Operative intervention can be delayed in patients over 50 years of age who are asymptomatic or minimally symptomatic and who have serum calcium concentrations <1.0 mg/dL (0.2 mmol/L) above the upper limit of normal, and in patients who are medically unfit for surgery

More recently, three randomized controlled trials have studied the role of surgery in patients with asymptomatic hyperparathyroidism. The largest study reported that surgery resulted in an increase in bone mass, but no improvement in quality of life after one to two years among patients in the following groups:
- Untreated, asymptomatic primary hyperparathyroidism
- Serum calcium between 2.60 and 2.85 mmol/liter (10.4–11.4 mg/dL)
- Age between 50 and 80 yr
- No medications interfering with Ca metabolism
- No hyperparathyroid bone disease
- No previous operation in the neck
- Creatinine level < 130 μmol/liter (<1.47 mg/dL)

Two other trials reported improvements in bone density and some improvement in quality of life with surgery.

===Medications===
Medications are used when surgery is not indicated or for poor surgical candidates. Calcimimetics are used to reduce the amount of parathyroid hormone released by the parathyroid glands and subsequent hypercalcemia. Other medications used for PHPT includes treatments for osteoporosis such as estrogen replacement therapy, bisphosphonates, or denosumab and for treatment hypercalciuria to reduce the risk for kidney stones.

==Epidemiology==
Primary hyperparathyroidism affects approximately 1 per 1,000 people (0.1%), while there are 25–30 new cases per 100,000 people per year in the United States. The prevalence of primary hyperparathyroidism has been estimated to be 3 in 1000 in the general population and as high as 21 in 1000 in postmenopausal women.

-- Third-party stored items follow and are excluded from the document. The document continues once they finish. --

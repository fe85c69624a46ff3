//! DriveMeter Lookup - tiered vehicle registration lookups.
//!
//! This crate resolves vehicle, challan and registration certificate lookups
//! across ranked data sources and always produces an answer for a valid
//! registration number.
//!
//! # Features
//!
//! - **Fixed Priority**: Free tier, then paid tier, then the synthesizer
//! - **Fail-Open**: Tier failures are logged and absorbed, never surfaced
//! - **Deterministic Fallback**: The same registration number always
//!   synthesizes the same record for a given reference date
//! - **One Record Shape**: Each tier's payload is normalized into the
//!   canonical records of `drivemeter-core`
//!
//! # Example
//!
//! ```rust
//! use drivemeter_core::DataSource;
//! use drivemeter_lookup::LookupOrchestrator;
//!
//! # async fn example() {
//! // No live tiers enabled: every lookup is simulated
//! let orchestrator = LookupOrchestrator::new();
//!
//! let result = orchestrator.get_vehicle_info("MH12 AB 1234").await;
//! assert!(result.success);
//! assert_eq!(result.source, Some(DataSource::Simulated));
//! # }
//! ```
//!
//! # Fallback Model
//!
//! ```text
//! raw input → RegistrationNumber::parse ──✗──→ failure envelope
//!                     │
//!                     ✓
//!                     ↓
//!   FreeTier (vehicle only) ──✗──→ PaidTier ──✗──→ Synthesizer
//!         │                           │                 │
//!         └──────────── normalizer ───┘                 │
//!                          ↓                            ↓
//!                  success envelope ←───────────────────┘
//! ```

#![warn(missing_docs)]
#![warn(clippy::all)]
#![warn(clippy::pedantic)]
#![allow(clippy::module_name_repetitions)]
#![allow(clippy::missing_errors_doc)]
#![allow(clippy::missing_panics_doc)]

pub mod error;
pub mod normalizer;
pub mod orchestrator;
pub mod synthesizer;
pub mod tier;
pub mod tiers;

// Re-export commonly used types
pub use error::{TierError, TierResult};
pub use orchestrator::LookupOrchestrator;
pub use synthesizer::Synthesizer;
pub use tier::{LookupTier, RawChallan, RawRc, RawVehicle, TierResponse};
pub use tiers::{FreeTierAdapter, PaidTierAdapter};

Primary hyperparathyroidism is associated with increased all-cause mortality.

==Children==
In contrast with primary hyperparathyroidism in adults, primary hyperparathyroidism in children is considered a rare endocrinopathy. Pediatric primary hyperparathyroidism can be distinguished by its more severe manifestations, in contrast to the less intense manifestations in adult primary hyperparathyroidism. Multiple endocrine neoplasia is more likely to be associated with childhood and adolescent primary hyperparathyroidism. The fundamental skeletal radiologic manifestation include diffuse osteopenia, pathologic fractures and the coexistence of resorption and sclerosis at numerous sites. Skeletal lesions can be specifically bilateral, symmetric and multifocal, exhibiting different types of bone resorption. Pathologic fractures of the femoral neck and spine can potentially initiate serious complications. Because pediatric primary hyperparathyroidism is frequently associated with pathologic fractures it can be misdiagnosed as osteogenesis imperfecta. Pediatric patients with primary hyperparathyroidism are best remedied by parathyroidectomy. Early diagnosis of pediatric primary hyperparathyroidism is all-important to minimize disease complications and start off timely and relevant treatment.